Expanding product line
Canadian manufacturer Bombardier (TSX:BBD.B) is hardly new to the commercial jet business. The manufacturer has supplied airlines with the ubiquitous Canadair regional jets, and provided the popular Q400 Turboprop used by many carriers.
But Bombardier's latest move takes it into Boeing and Airbus territory, as Bombardier launches its C Series jet that competes with the Boeing 737 and the Airbus A319. However, the C Series is not merely a clone of one of the duopolists' aircraft; it has its own features and purpose.
Quietly moving in
Jet aircraft have a reputation for being noisy, and this has hampered the use of many jets at more urban airports. Bombardier has a strong focus on noise reduction in the C Series, marketing it as a primary selling feature.

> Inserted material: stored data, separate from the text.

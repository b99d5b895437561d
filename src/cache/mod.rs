//! Pemuda cache system.
//!
//! A tag-scoped read-through cache shared by every read accessor:
//!
//! - **Keys** address one memoized query: (resource, version, discriminator).
//! - **Tags** label families of keys; invalidating a tag drops them all.
//! - **Events** are published by write paths after commit and mapped to tags by
//!   the planner.
//!
//! ## Configuration
//!
//! ```toml
//! [cache]
//! enabled = true
//! ttl_seconds = 300
//! max_entries = 2048
//! ```

mod config;
mod events;
mod keys;
mod lock;
mod planner;
mod registry;
mod store;
mod trigger;

pub use config::CacheConfig;
pub use events::CacheEvent;
pub use keys::{CACHE_VERSION, CacheKey, CacheTag};
pub use planner::{InvalidationPlan, tags_for};
pub use registry::CacheRegistry;
pub use store::TaggedCache;
pub use trigger::CacheTrigger;
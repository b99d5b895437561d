use std::sync::Arc;

use serde::Deserialize;
use uuid::Uuid;

use crate::application::actions::{
    ActionError, Actor, Validator, normalize_optional, parse_id, parse_requested_status,
    parse_status, permitted_status, require_actor, require_admin, slug_issue, target_id,
};
use crate::application::repos::{
    NewProduct, ProductChanges, ProductFilter, ProductsRepo, ProductsWriteRepo, RepoError,
    TalentsRepo,
};
use crate::cache::{CacheEvent, CacheKey, CacheTag, CacheTrigger};
use crate::domain::entities::{ProductRecord, TalentRecord};
use crate::domain::slug::generate_slug_today;
use crate::domain::types::ContentStatus;

const NAME_MAX: usize = 120;
const CATEGORY_MAX: usize = 60;

/// Payload of the product editor. A non-empty `id` selects update.
#[derive(Debug, Clone, Default, Deserialize)]
#[serde(default)]
pub struct ProductInput {
    pub id: Option<String>,
    pub name: String,
    pub description: String,
    pub image: Option<String>,
    pub category: String,
    pub price: i64,
    pub link: Option<String>,
    pub status: Option<String>,
}

#[derive(Clone)]
pub struct ProductService {
    reader: Arc<dyn ProductsRepo>,
    writer: Arc<dyn ProductsWriteRepo>,
    talents: Arc<dyn TalentsRepo>,
    trigger: CacheTrigger,
}

impl ProductService {
    pub fn new(
        reader: Arc<dyn ProductsRepo>,
        writer: Arc<dyn ProductsWriteRepo>,
        talents: Arc<dyn TalentsRepo>,
        trigger: CacheTrigger,
    ) -> Self {
        Self {
            reader,
            writer,
            talents,
            trigger,
        }
    }

    pub async fn product_by_id(&self, id: Uuid) -> Result<Option<ProductRecord>, RepoError> {
        let reader = self.reader.clone();
        self.trigger
            .cache()
            .fetch(
                CacheKey::with("product-by-id", id),
                vec![CacheTag::ProductById(id)],
                || async move { reader.find_product_by_id(id).await },
            )
            .await
    }

    pub async fn product_by_slug(&self, slug: &str) -> Result<Option<ProductRecord>, RepoError> {
        let reader = self.reader.clone();
        let owned = slug.to_string();
        self.trigger
            .cache()
            .fetch(
                CacheKey::with("product-by-slug", slug),
                vec![CacheTag::ProductBySlug(slug.to_string())],
                || async move { reader.find_product_by_slug(&owned).await },
            )
            .await
    }

    /// Product by id as `viewer` may see it. Unpublished products are visible
    /// to the owning talent's user and admins only.
    pub async fn visible_product_by_id(
        &self,
        viewer: Option<&Actor>,
        id: Uuid,
    ) -> Result<Option<ProductRecord>, RepoError> {
        let Some(product) = self.product_by_id(id).await? else {
            return Ok(None);
        };
        if product.status.is_public() {
            return Ok(Some(product));
        }
        let Some(actor) = viewer else {
            return Ok(None);
        };
        if actor.is_admin() {
            return Ok(Some(product));
        }
        let owner = self.talents.find_talent_by_id(product.talent_id).await?;
        Ok(owner
            .filter(|talent| actor.can_edit(talent.user_id))
            .map(|_| product))
    }

    pub async fn public_product(&self, slug: &str) -> Result<Option<ProductRecord>, RepoError> {
        Ok(self
            .product_by_slug(slug)
            .await?
            .filter(|product| product.status.is_public()))
    }

    /// The public gallery: published products, newest first.
    pub async fn published_products(&self) -> Result<Vec<ProductRecord>, RepoError> {
        self.cached_list(
            CacheKey::new("products-published"),
            vec![CacheTag::Products],
            ProductFilter {
                status: Some(ContentStatus::Published),
                ..ProductFilter::default()
            },
        )
        .await
    }

    pub async fn all_products(&self) -> Result<Vec<ProductRecord>, RepoError> {
        self.cached_list(
            CacheKey::new("products"),
            vec![CacheTag::Products],
            ProductFilter::default(),
        )
        .await
    }

    pub async fn published_products_by_talent(
        &self,
        talent_id: Uuid,
    ) -> Result<Vec<ProductRecord>, RepoError> {
        self.cached_list(
            CacheKey::with("products-by-talent", talent_id),
            vec![CacheTag::TalentProducts(talent_id)],
            ProductFilter {
                status: Some(ContentStatus::Published),
                talent_id: Some(talent_id),
            },
        )
        .await
    }

    async fn cached_list(
        &self,
        key: CacheKey,
        tags: Vec<CacheTag>,
        filter: ProductFilter,
    ) -> Result<Vec<ProductRecord>, RepoError> {
        let reader = self.reader.clone();
        self.trigger
            .cache()
            .fetch(key, tags, || async move { reader.list_products(&filter).await })
            .await
    }

    /// Create or update a product of the actor's talent profile.
    pub async fn save_product(
        &self,
        actor: Option<&Actor>,
        input: ProductInput,
    ) -> Result<ProductRecord, ActionError> {
        let actor = require_actor(actor)?;
        let requested = parse_requested_status::<ContentStatus>(input.status.as_deref())?;
        let target = target_id(input.id.as_deref())?;
        let image = normalize_optional(input.image);
        let link = normalize_optional(input.link);

        Validator::new()
            .required("name", &input.name, NAME_MAX)
            .required("description", &input.description, usize::MAX)
            .required("category", &input.category, CATEGORY_MAX)
            .non_negative("price", input.price)
            .image("image", image.as_deref())
            .url("link", link.as_deref())
            .finish()?;

        let name = input.name.trim().to_string();
        let category = input.category.trim().to_string();

        let (product, talent) = match target {
            None => {
                let talent = self
                    .talents
                    .find_talent_by_user(actor.user_id)
                    .await?
                    .ok_or_else(|| {
                        ActionError::field("talent_id", "create a talent profile first")
                    })?;
                let status = permitted_status(actor, requested, ContentStatus::Draft)?;
                let slug = generate_slug_today(&name).map_err(|err| slug_issue(err, "name"))?;
                let product = self
                    .writer
                    .create_product(NewProduct {
                        slug,
                        name,
                        description: input.description,
                        image,
                        category,
                        price: input.price,
                        link,
                        status,
                        talent_id: talent.id,
                    })
                    .await?;
                (product, talent)
            }
            Some(id) => {
                let existing = self
                    .reader
                    .find_product_by_id(id)
                    .await?
                    .ok_or(ActionError::NotFound("product"))?;
                let talent = self.owning_talent(&existing).await?;
                if !actor.can_edit(talent.user_id) {
                    return Err(ActionError::Unauthorized);
                }
                let status = permitted_status(actor, requested, existing.status)?;
                let product = self
                    .writer
                    .update_product(ProductChanges {
                        id,
                        name,
                        description: input.description,
                        image,
                        category,
                        price: input.price,
                        link,
                        status,
                    })
                    .await?;
                (product, talent)
            }
        };

        self.trigger.publish(upserted(&product, &talent));
        Ok(product)
    }

    /// Moderation: set any status. Admin only.
    pub async fn set_product_status(
        &self,
        actor: Option<&Actor>,
        id: &str,
        status: &str,
    ) -> Result<ProductRecord, ActionError> {
        require_admin(actor)?;
        let status: ContentStatus = parse_status(status)?;
        let id = parse_id(id)?;

        let product = self.writer.update_product_status(id, status).await?;
        let talent = self.owning_talent(&product).await?;
        self.trigger.publish(upserted(&product, &talent));
        Ok(product)
    }

    pub async fn delete_product(
        &self,
        actor: Option<&Actor>,
        id: &str,
    ) -> Result<ProductRecord, ActionError> {
        let actor = require_actor(actor)?;
        let id = parse_id(id)?;
        let existing = self
            .reader
            .find_product_by_id(id)
            .await?
            .ok_or(ActionError::NotFound("product"))?;
        let talent = self.owning_talent(&existing).await?;
        if !actor.can_edit(talent.user_id) {
            return Err(ActionError::Unauthorized);
        }

        let product = self.writer.delete_product(id).await?;
        self.trigger.publish(CacheEvent::ProductDeleted {
            product_id: product.id,
            slug: product.slug.clone(),
            talent_id: talent.id,
            talent_slug: talent.slug.clone(),
        });
        Ok(product)
    }

    async fn owning_talent(&self, product: &ProductRecord) -> Result<TalentRecord, ActionError> {
        self.talents
            .find_talent_by_id(product.talent_id)
            .await?
            .ok_or(ActionError::NotFound("talent"))
    }
}

fn upserted(product: &ProductRecord, talent: &TalentRecord) -> CacheEvent {
    CacheEvent::ProductUpserted {
        product_id: product.id,
        slug: product.slug.clone(),
        talent_id: talent.id,
        talent_slug: talent.slug.clone(),
    }
}
pub mod application;
pub mod cache;
pub mod config;
pub mod domain;
pub mod infra;
#[derive(Debug, Clone, Deserialize, Default)]
#[serde(default)]
struct RawCacheSettings {
    enabled: Option<bool>,
    ttl_seconds: Option<u64>,
    max_entries: Option<usize>,
}

#[derive(Debug, Clone, Deserialize, Default)]
#[serde(default)]
struct RawMailSettings {
    host: Option<String>,
    port: Option<u16>,
    username: Option<String>,
    password: Option<String>,
    from: Option<String>,
}

#[derive(Debug, Clone, Deserialize, Default)]
#[serde(default)]
struct RawCaptchaSettings {
    secret: Option<String>,
}

fn parse_socket_addr(host: &str, port: u16) -> Result<SocketAddr, String> {
    let candidate = format!("{host}:{port}");
    candidate
        .parse()
        .map_err(|err| format!("invalid address `{candidate}`: {err}"))
}

fn non_zero_u32(value: u64, key: &'static str) -> Result<NonZeroU32, LoadError> {
    if value == 0 {
        return Err(LoadError::invalid(key, "must be greater than zero"));
    }
    let value_u32: u32 = value
        .try_into()
        .map_err(|_| LoadError::invalid(key, "value exceeds supported range for u32"))?;
    NonZeroU32::new(value_u32).ok_or_else(|| LoadError::invalid(key, "must be greater than zero"))
}

/// Parse process arguments and load the settings they select.
pub fn load_with_cli() -> Result<(CliArgs, Settings), LoadError> {
    let args = CliArgs::parse();
    let settings = load(&args)?;
    Ok((args, settings))
}

#[cfg(test)]
mod tests {
    use super::*;

    #[test]
    fn cli_overrides_take_highest_precedence() {
        let mut raw = RawSettings::default();
        raw.server.port = Some(4000);
        raw.logging.level = Some("info".to_string());

        let overrides = ServeOverrides {
            server_port: Some(4321),
            log_level: Some("debug".to_string()),
            ..Default::default()
        };

        raw.apply_serve_overrides(&overrides);
        let settings = Settings::from_raw(raw).expect("valid settings");

        assert_eq!(settings.server.addr.port(), 4321);
        assert_eq!(settings.logging.level, LevelFilter::DEBUG);
    }

    #[test]
    fn defaults_match_deployment_contract() {
        let settings = Settings::from_raw(RawSettings::default()).expect("valid settings");

        assert_eq!(
            settings.uploads.max_request_bytes.get(),
            DEFAULT_UPLOAD_REQUEST_LIMIT_BYTES
        );
        assert_eq!(settings.uploads.cdn_path, "/cdn");
        assert_eq!(settings.uploads.base_url, "http://localhost:3000");
        assert_eq!(settings.cache.ttl, Duration::from_secs(300));
        assert!(settings.cache.enabled);
        assert_eq!(settings.mail.port, 587);
        assert!(settings.captcha.secret.is_empty());
        assert!(settings.database.url.is_none());
    }

    #[test]
    fn cli_json_logging_enforces_format() {
        let mut raw = RawSettings::default();
        let overrides = ServeOverrides {
            log_json: Some(true),
            ..Default::default()
        };

        raw.apply_serve_overrides(&overrides);
        let settings = Settings::from_raw(raw).expect("valid settings");

        assert!(matches!(settings.logging.format, LogFormat::Json));
    }

    #[test]
    fn zero_cache_ttl_is_rejected() {
        let mut raw = RawSettings::default();
        raw.cache.ttl_seconds = Some(0);

        let err = Settings::from_raw(raw).unwrap_err();
        assert!(matches!(
            err,
            LoadError::Invalid {
                key: "cache.ttl_seconds",
                ..
            }
        ));
    }

    #[test]
    fn base_url_must_be_http() {
        let mut raw = RawSettings::default();
        raw.uploads.base_url = Some("ftp://files.example".to_string());

        assert!(Settings::from_raw(raw).is_err());
    }

    #[test]
    fn memory_url_selects_memory_backend() {
        let mut raw = RawSettings::default();
        raw.database.url = Some(" memory:// ".to_string());

        let settings = Settings::from_raw(raw).expect("valid settings");
        assert!(settings.database.is_memory());
    }

    #[test]
    fn default_to_serve_command() {
        let args = CliArgs::parse_from(["pemuda"]);
        let command = args
            .command
            .unwrap_or(Command::Serve(Box::<ServeArgs>::default()));
        assert!(matches!(command, Command::Serve(_)));
    }

    #[test]
    fn parse_migrate_arguments() {
        let args = CliArgs::parse_from([
            "pemuda",
            "migrate",
            "--database-url",
            "postgres://example",
        ]);

        match args.command.expect("migrate command") {
            Command::Migrate(database) => {
                assert_eq!(database.database_url.as_deref(), Some("postgres://example"));
            }
            _ => panic!("wrong command parsed"),
        }
    }

    #[test]
    fn parse_serve_overrides() {
        let args = CliArgs::parse_from([
            "pemuda",
            "serve",
            "--server-host",
            "0.0.0.0",
            "--database-url",
            "postgres://override",
            "--cache-ttl-seconds",
            "60",
        ]);

        match args.command.expect("serve command") {
            Command::Serve(serve) => {
                assert_eq!(serve.overrides.server_host.as_deref(), Some("0.0.0.0"));
                assert_eq!(
                    serve.overrides.database_url.as_deref(),
                    Some("postgres://override")
                );
                assert_eq!(serve.overrides.cache_ttl_seconds, Some(60));
            }
            _ => panic!("wrong command parsed"),
        }
    }
}
use async_trait::async_trait;
use sqlx::{Postgres, QueryBuilder};
use time::OffsetDateTime;
use uuid::Uuid;

use crate::{
    application::repos::{
        CommunitiesRepo, CommunitiesWriteRepo, CommunityChanges, NewCommunity, RepoError,
    },
    domain::entities::CommunityRecord,
    domain::types::ReviewStatus,
};

use super::PostgresRepositories;
use super::util::{map_sqlx_error, require_row};

const COMMUNITY_COLUMNS: &str = "id, user_id, slug, name, description, image, location, \
     category, status, created_at, updated_at";

#[derive(sqlx::FromRow)]
struct CommunityRow {
    id: Uuid,
    user_id: Uuid,
    slug: String,
    name: String,
    description: String,
    image: Option<String>,
    location: Option<String>,
    category: String,
    status: ReviewStatus,
    created_at: OffsetDateTime,
    updated_at: OffsetDateTime,
}

impl From<CommunityRow> for CommunityRecord {
    fn from(row: CommunityRow) -> Self {
        Self {
            id: row.id,
            user_id: row.user_id,
            slug: row.slug,
            name: row.name,
            description: row.description,
            image: row.image,
            location: row.location,
            category: row.category,
            status: row.status,
            created_at: row.created_at,
            updated_at: row.updated_at,
        }
    }
}

#[async_trait]
impl CommunitiesRepo for PostgresRepositories {
    async fn find_community_by_id(&self, id: Uuid) -> Result<Option<CommunityRecord>, RepoError> {
        let row = sqlx::query_as::<_, CommunityRow>(&format!(
            "SELECT {COMMUNITY_COLUMNS} FROM communities WHERE id = $1"
        ))
        .bind(id)
        .fetch_optional(self.pool())
        .await
        .map_err(map_sqlx_error)?;

        Ok(row.map(CommunityRecord::from))
    }

    async fn find_community_by_slug(
        &self,
        slug: &str,
    ) -> Result<Option<CommunityRecord>, RepoError> {
        let row = sqlx::query_as::<_, CommunityRow>(&format!(
            "SELECT {COMMUNITY_COLUMNS} FROM communities WHERE slug = $1"
        ))
        .bind(slug)
        .fetch_optional(self.pool())
        .await
        .map_err(map_sqlx_error)?;

        Ok(row.map(CommunityRecord::from))
    }

    async fn find_community_by_user(
        &self,
        user_id: Uuid,
    ) -> Result<Option<CommunityRecord>, RepoError> {
        let row = sqlx::query_as::<_, CommunityRow>(&format!(
            "SELECT {COMMUNITY_COLUMNS} FROM communities WHERE user_id = $1"
        ))
        .bind(user_id)
        .fetch_optional(self.pool())
        .await
        .map_err(map_sqlx_error)?;

        Ok(row.map(CommunityRecord::from))
    }

    async fn list_communities(
        &self,
        status: Option<ReviewStatus>,
    ) -> Result<Vec<CommunityRecord>, RepoError> {
        let mut qb = QueryBuilder::<Postgres>::new(format!(
            "SELECT {COMMUNITY_COLUMNS} FROM communities "
        ));
        if let Some(status) = status {
            qb.push(" WHERE status = ");
            qb.push_bind(status);
        }
        qb.push(" ORDER BY LOWER(name), slug");

        let rows = qb
            .build_query_as::<CommunityRow>()
            .fetch_all(self.pool())
            .await
            .map_err(map_sqlx_error)?;
        Ok(rows.into_iter().map(CommunityRecord::from).collect())
    }
}

#[async_trait]
impl CommunitiesWriteRepo for PostgresRepositories {
    async fn create_community(&self, params: NewCommunity) -> Result<CommunityRecord, RepoError> {
        let NewCommunity {
            user_id,
            slug,
            name,
            description,
            image,
            location,
            category,
            status,
        } = params;

        let row = sqlx::query_as::<_, CommunityRow>(&format!(
            "INSERT INTO communities (id, user_id, slug, name, description, image, location, \
             category, status, created_at, updated_at) \
             VALUES ($1, $2, $3, $4, $5, $6, $7, $8, $9, $10, $10) \
             RETURNING {COMMUNITY_COLUMNS}"
        ))
        .bind(Uuid::new_v4())
        .bind(user_id)
        .bind(slug)
        .bind(name)
        .bind(description)
        .bind(image)
        .bind(location)
        .bind(category)
        .bind(status)
        .bind(OffsetDateTime::now_utc())
        .fetch_one(self.pool())
        .await
        .map_err(map_sqlx_error)?;

        Ok(CommunityRecord::from(row))
    }

    async fn update_community(
        &self,
        params: CommunityChanges,
    ) -> Result<CommunityRecord, RepoError> {
        let CommunityChanges {
            id,
            name,
            description,
            image,
            location,
            category,
        } = params;

        let row = sqlx::query_as::<_, CommunityRow>(&format!(
            "UPDATE communities SET name = $2, description = $3, image = $4, location = $5, \
             category = $6, updated_at = $7 \
             WHERE id = $1 \
             RETURNING {COMMUNITY_COLUMNS}"
        ))
        .bind(id)
        .bind(name)
        .bind(description)
        .bind(image)
        .bind(location)
        .bind(category)
        .bind(OffsetDateTime::now_utc())
        .fetch_optional(self.pool())
        .await
        .map_err(map_sqlx_error)?;

        require_row(row).map(CommunityRecord::from)
    }

    async fn update_community_status(
        &self,
        id: Uuid,
        status: ReviewStatus,
    ) -> Result<CommunityRecord, RepoError> {
        let row = sqlx::query_as::<_, CommunityRow>(&format!(
            "UPDATE communities SET status = $2, updated_at = $3 WHERE id = $1 \
             RETURNING {COMMUNITY_COLUMNS}"
        ))
        .bind(id)
        .bind(status)
        .bind(OffsetDateTime::now_utc())
        .fetch_optional(self.pool())
        .await
        .map_err(map_sqlx_error)?;

        require_row(row).map(CommunityRecord::from)
    }
}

But having quiet aircraft matters to more than just people who want to be able to sleep at night. Quiet aircraft also make it easier for airlines to operate out of urban airports where noise regulations would keep out other aircraft.
This is already being seen as privately held Porter Airlines tries to get approval for its plan to operate out of the more centralized Toronto Island Airport. The proximity of the Island Airport to downtown Toronto would be a major selling point, and flights would likely command a premium as they attract more high-paying business travelers.
Due to noise concerns, jet aircraft are currently banned from the Toronto Island Airport, but Porter is trying to use the reduced noise levels of the C Series to get that ban lifted. Clearly, the lower noise levels of the C Series work in the aircraft's favor, as approval of Porter's plan would set in motion the airline's orders for the aircraft. Additionally, Air Canada and WestJet have expressed interest in servicing the airport with jets. If noise reduction is a key factor in the decision, these two airlines may be forced to purchase C Series aircraft to operate jet flights from the airport.
Just a side effect?
As much of a benefit as the noise reduction in the C Series is, it wasn't the main goal set forth in the development of the Pratt & Whitney Purepower engines. Fuel efficiency was a higher priority; but, in creating a more fuel-efficient engine, Pratt & Whitney also created a quieter one.
Because of this, the noise reduction in the C Series is actually enhanced by a fuel-centric development rather than being an extra costing energy. Bombardier is now able to market fuel economy and noise reduction in one connected package to potential buyers.
For their own parts, the Boeing 737MAX will feature a quieter LEAP engine, and the LEAP engine will be an option on the Airbus A320neo. But with certification of the first LEAP engines expected to come in 2015, Bombardier has a slight jump on the competition for quiet jets.
Airlines traditionally have looked to Boeing and Airbus to fill all their large commercial aircraft needs. But Bombardier is making a play for a position among the big dogs with its quiet C Series jet. The noise reduction of this aircraft should make it attractive to airlines looking to open up new routes serving urban airports, or expand capacity on existing routes.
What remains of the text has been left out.